Vitamin E can protect your muscles.


Studies have shown that taking vitamin E ensures the integrity of muscle cell membranes. The cell membranes contain large amounts of polyunsaturated fat, which is highly vulnerable to oxidation. Since aerobic exercise involves an accelerated intake of oxygen, it’s not hard to understand how increased oxidation of cellular membranes can occur. Vitamin E is an antioxidant that’s especially effective at protecting the fatty portions of cell membranes from oxidative damage.

What many people often overlook is that weight training also causes increased oxidative reactions in muscle cell membranes. As long as you breathe while training, you’re subject to increased cellular oxidation. Not breathing may forestall the process, but it leads to other problems. Since vitamin E protects muscle cell membranes during aerobics, it stands to reason that the nutrient should also work during weight training.
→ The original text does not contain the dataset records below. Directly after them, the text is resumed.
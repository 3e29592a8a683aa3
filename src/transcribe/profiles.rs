//! Language profiles: named presets pairing a whisper language code with a
//! priming prompt that biases the engine toward lecture speech.

/// A named language preset.
#[derive(Debug, Clone, Copy)]
pub struct LanguageProfile {
    pub name: &'static str,
    /// Whisper language code passed to the engine
    pub code: &'static str,
    /// Domain prompt appended to the caller's context
    pub prompt: &'static str,
    /// Sampling temperature passed to the engine
    pub temperature: f32,
}

const PROFILES: &[LanguageProfile] = &[
    LanguageProfile {
        name: "es-chile",
        code: "es",
        prompt: "Transcripción de clase universitaria en Chile. \
                 Transcribir únicamente la voz del profesor. \
                 Ignorar conversaciones de alumnos en el fondo. \
                 Contexto académico formal.",
        temperature: 0.0,
    },
    LanguageProfile {
        name: "es-spain",
        code: "es",
        prompt: "Transcripción de clase universitaria en España. \
                 Voz del profesor, contexto académico y formal.",
        temperature: 0.0,
    },
    LanguageProfile {
        name: "es-neutro",
        code: "es",
        prompt: "Transcripción de clase universitaria en español. \
                 Voz del profesor, contexto académico.",
        temperature: 0.0,
    },
    LanguageProfile {
        name: "en",
        code: "en",
        prompt: "University lecture transcription. Professor's voice, academic context.",
        temperature: 0.0,
    },
    LanguageProfile {
        name: "accento-mixto",
        code: "es",
        prompt: "Transcripción de clase universitaria de Microeconomía en Chile. \
                 El profesor es nativo polaco, aprendió español en España y lleva años en Chile: \
                 pronuncia vocales de forma más cerrada, usa 'vosotros' ocasionalmente, \
                 mezcla expresiones de España y Chile. \
                 Transcribir únicamente la voz del profesor, ignorar respuestas breves de alumnos. \
                 Términos frecuentes: modelizar, función de utilidad, maximización de utilidad, \
                 utilidad marginal, costo de oportunidad, elasticidad precio, curva de demanda, \
                 cesta de bienes, preferencias, racionalidad acotada, economía conductual, \
                 excedente del consumidor, restricción presupuestaria, óptimo del consumidor, \
                 multiplicador de Lagrange, bienes Giffen, efecto sustitución, efecto ingreso, \
                 sesgos cognitivos, heurísticas, nudge, arquitectura de decisiones.",
        // Decodes the mixed accent better with a little sampling noise
        temperature: 0.2,
    },
];

/// Fallback context used when the caller supplies none.
const DEFAULT_CONTEXT: &str = "Transcripción de clase universitaria en Chile. \
                               Transcribir únicamente al expositor principal, \
                               ignorar ruido de fondo y conversaciones secundarias.";

pub fn find(name: &str) -> Option<&'static LanguageProfile> {
    PROFILES.iter().find(|p| p.name == name)
}

/// Whisper language code for a profile name, defaulting to Spanish for
/// unknown profiles.
pub fn language_code(name: &str) -> &'static str {
    find(name).map(|p| p.code).unwrap_or("es")
}

/// Sampling temperature for a profile name, greedy for unknown profiles.
pub fn sampling_temperature(name: &str) -> f32 {
    find(name).map(|p| p.temperature).unwrap_or(0.0)
}

/// Assemble the initial prompt from the caller's context and the profile
/// prompt. The caller's context replaces the default fallback; the profile
/// prompt is appended unless the context already contains it.
pub fn build_initial_prompt(profile_name: &str, context: &str) -> String {
    let user_ctx = context.trim();
    let base = if user_ctx.is_empty() {
        DEFAULT_CONTEXT
    } else {
        user_ctx
    };

    let profile_prompt = find(profile_name).map(|p| p.prompt.trim()).unwrap_or("");
    if profile_prompt.is_empty() {
        return base.to_string();
    }
    if base.to_lowercase().contains(&profile_prompt.to_lowercase()) {
        return base.to_string();
    }
    format!("{base}\n{profile_prompt}")
}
A researcher from Ball State University in Indiana recently confirmed that theory. The study involved 11 untrained men, average age 25, who lifted weights for three weeks. Six of them took a daily supplement of 1,200 international units of vitamin E, while the other five took a placebo. The researchers verified muscle damage by measuring creatine kinase, an enzyme found in muscle that’s not only a key player in creatine metabolism but is also released in greater quantities following muscle damage. The subjects’ creatine kinase levels were measured after they did three sets of upper- and lower-body exercises.

The results showed that in the men taking the vitamin E supplement, creatine kinase levels rose within 48 hours after training. In those taking the placebo, the creatine kinase levels peaked at six and 24 hours, thus indicating more extensive muscular damage.

The vitamin E didn’t affect either power or force production, though it did appear to increase insulin sensitivity.

Extensive research on vitamin E shows that effective dosages that bring added health benefits’such as increased antioxidant activity’begin at 400 units a day. While it’s not difficult to obtain the recommended minimum dose of 15 units, it’s impossible to get those effective amounts of vitamin E from food alone. Since vitamin E is also a fat-soluble nutrient, it should be taken with some form of fat.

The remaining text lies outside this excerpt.